Here I present a list of techniques, which I think should be covered by our proteomics tutorials. The list will be incomplete and so far not ordered after priorities. Any help and comments are appreciated! I included a column "user level" (basic / expert) to mark how much proteomic data experience is expected from users (or how deep the knowlegde will hopefully be after the tutorial). I would like to include some basic information about how to find the right parameters and basic QC in each tutorial and additional expert level tutorials on those topics. Also, methods to visualize should be included in basic tutorials as far as possible. The tutorials below are all meant for users, not admins or developers. In time, a second list of tutorials for the latter groups could be made.

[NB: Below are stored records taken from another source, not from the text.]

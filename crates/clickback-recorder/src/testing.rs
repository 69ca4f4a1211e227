//! Deterministic fakes shared by the unit tests

use crate::replay::Pacer;
use crate::source::{Modifiers, MouseAction, RawInputSource, RawNotification};
use clickback_core::{Error, InputInjector, MouseButton, Result};
use std::cell::RefCell;
use std::collections::{HashSet, VecDeque};
use std::rc::Rc;
use std::time::Duration;

#[derive(Debug, Clone, Copy, PartialEq, Eq)]
pub enum Call {
    Click(i32, i32),
    Key(u16, bool),
    Release(MouseButton),
    Wait(Duration),
}

/// Ordered record of everything the fakes were asked to do
#[derive(Debug, Clone, Default)]
pub struct CallLog(Rc<RefCell<Vec<Call>>>);

impl CallLog {
    pub fn push(&self, call: Call) {
        self.0.borrow_mut().push(call);
    }

    pub fn calls(&self) -> Vec<Call> {
        self.0.borrow().clone()
    }

    pub fn clear(&self) {
        self.0.borrow_mut().clear();
    }
}

/// Injector that tracks held keys the way the OS would
pub struct FakeInjector {
    log: CallLog,
    held: HashSet<u16>,
}

impl FakeInjector {
    pub fn new(log: CallLog) -> Self {
        Self {
            log,
            held: HashSet::new(),
        }
    }

    /// Mark a key as held without logging an injection
    pub fn hold(&mut self, code: u16) {
        self.held.insert(code);
    }

    pub fn held(&self) -> &HashSet<u16> {
        &self.held
    }
}

impl InputInjector for FakeInjector {
    fn click_at(&mut self, x: i32, y: i32) {
        self.log.push(Call::Click(x, y));
    }

    fn key(&mut self, code: u16, down: bool) {
        if down {
            self.held.insert(code);
        } else {
            self.held.remove(&code);
        }
        self.log.push(Call::Key(code, down));
    }

    fn release_button(&mut self, button: MouseButton) {
        self.log.push(Call::Release(button));
    }

    fn is_key_down(&self, code: u16) -> bool {
        self.held.contains(&code)
    }
}

pub struct FakePacer {
    log: CallLog,
}

impl FakePacer {
    pub fn new(log: CallLog) -> Self {
        Self { log }
    }
}

impl Pacer for FakePacer {
    fn wait(&mut self, delay: Duration) {
        self.log.push(Call::Wait(delay));
    }
}

/// Pacer that ignores time entirely
#[derive(Default)]
pub struct NoWait;

impl Pacer for NoWait {
    fn wait(&mut self, _delay: Duration) {}
}

/// Source that hands out one scripted batch per `pump`
#[derive(Default)]
pub struct ScriptedSource {
    batches: VecDeque<Vec<RawNotification>>,
    pub fail_mouse: bool,
    pub fail_keyboard: bool,
    pub mouse_subscribed: bool,
    pub keyboard_subscribed: bool,
    pub unsubscribe_calls: usize,
    pub pumps: usize,
}

impl ScriptedSource {
    pub fn new(batches: Vec<Vec<RawNotification>>) -> Self {
        Self {
            batches: batches.into(),
            ..Self::default()
        }
    }

    pub fn is_subscribed(&self) -> bool {
        self.mouse_subscribed || self.keyboard_subscribed
    }
}

impl RawInputSource for ScriptedSource {
    fn subscribe_mouse(&mut self) -> Result<()> {
        if self.fail_mouse {
            return Err(Error::hook_installation("mouse", "rejected by fake"));
        }
        self.mouse_subscribed = true;
        Ok(())
    }

    fn subscribe_keyboard(&mut self) -> Result<()> {
        if self.fail_keyboard {
            return Err(Error::hook_installation("keyboard", "rejected by fake"));
        }
        self.keyboard_subscribed = true;
        Ok(())
    }

    fn unsubscribe(&mut self) {
        self.mouse_subscribed = false;
        self.keyboard_subscribed = false;
        self.unsubscribe_calls += 1;
    }

    fn pump(&mut self, sink: &mut dyn FnMut(RawNotification)) {
        self.pumps += 1;
        if let Some(batch) = self.batches.pop_front() {
            for n in batch {
                sink(n);
            }
        }
    }
}

pub fn left_click(x: i32, y: i32) -> RawNotification {
    RawNotification::mouse(MouseAction::LeftDown, x, y)
}

pub fn key(code: u16, is_down: bool) -> RawNotification {
    RawNotification::key(code, is_down, Modifiers::NONE)
}

pub fn stop_gesture() -> RawNotification {
    RawNotification::key(
        clickback_core::vk::Q,
        true,
        Modifiers::NONE | Modifiers::CTRL | Modifiers::ALT,
    )
}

Topic Content User Level Status
Database Handling Uploading and merging databases; decoy databases; contaminant databases. Basic Completed
Peptide and Protein ID (using SG / PS) Preparing raw data; peptide-to-spectrum matching; Peptide and Protein ID using SearchGUI and Peptide Shaker; short comment on evaluation of results Basic Completed
Peptide and Protein ID (using OpenMS tools) analogue to the above; OpenMS tools allow for some more settings for expert users Expert Not started
Peptide and Protein Quantitation via SIL (using OpenMS tools) Quantitation based on stable isotope labelling (SIL): Importing and Converting Peptide and Protein IDs; MS1 Feature Detection; Quant to ID matching Basic Work in progress
Peptide and Protein Quantitation via isobaric tags Quantitation based on isobaric tags (TMT / iTRAQ) Basic Not started
Peptide and Protein Quantitation (labelfree) Introduction to different methods (Spectral counting etc.); detailed description of the method-of-choice (yet to define); alignment of MS runs Basic Not started
Swath data analysis To be defined Basic Not started
MRM data analysis To be defined; maybe include also other targeted approaches? Basic Not started
Quality control (maybe split up for each type of experiment) Automated and manual QC of raw data (machine errors) and data analysis (bad settings); How to know if my results are good or bad?; Common caveats Expert Not started
Proteomics Data Visualisation Summary of different data types and possible visualizations Basic / Expert Not started
Statistical analysis of quantitative proteomics data I Discuss methods: t-test, DE-Seq, Limma, more?; explain methods-of-choice (yet to define) in detail Basic / Expert Not started
Statistical analysis of quantitative proteomics data II Principal component analysis, what else? Basic Not started
Functional analysis of results (maybe split up) Go term handling (annotation, enrichment, interpretation); localization prediction; what else? Basic Not started

That's it for a start. You can find the completed tutorials here and the work in progress here. A last comment: Proteomic users are pretty ingenious in finding new types of experiments. Here, I tried to focus on the most commonly used methods only. If you think another technique should be included or one of the above methods is not appropriate, please comment.

Thanks for the help!

bgruening commented 7 years ago

@Stortebecker you should work more on the main repo. This is very useful for others as well and should be very prominently discussed at the main repo.

Stortebecker commented 7 years ago

This issues has been duplicated, please add future comments here.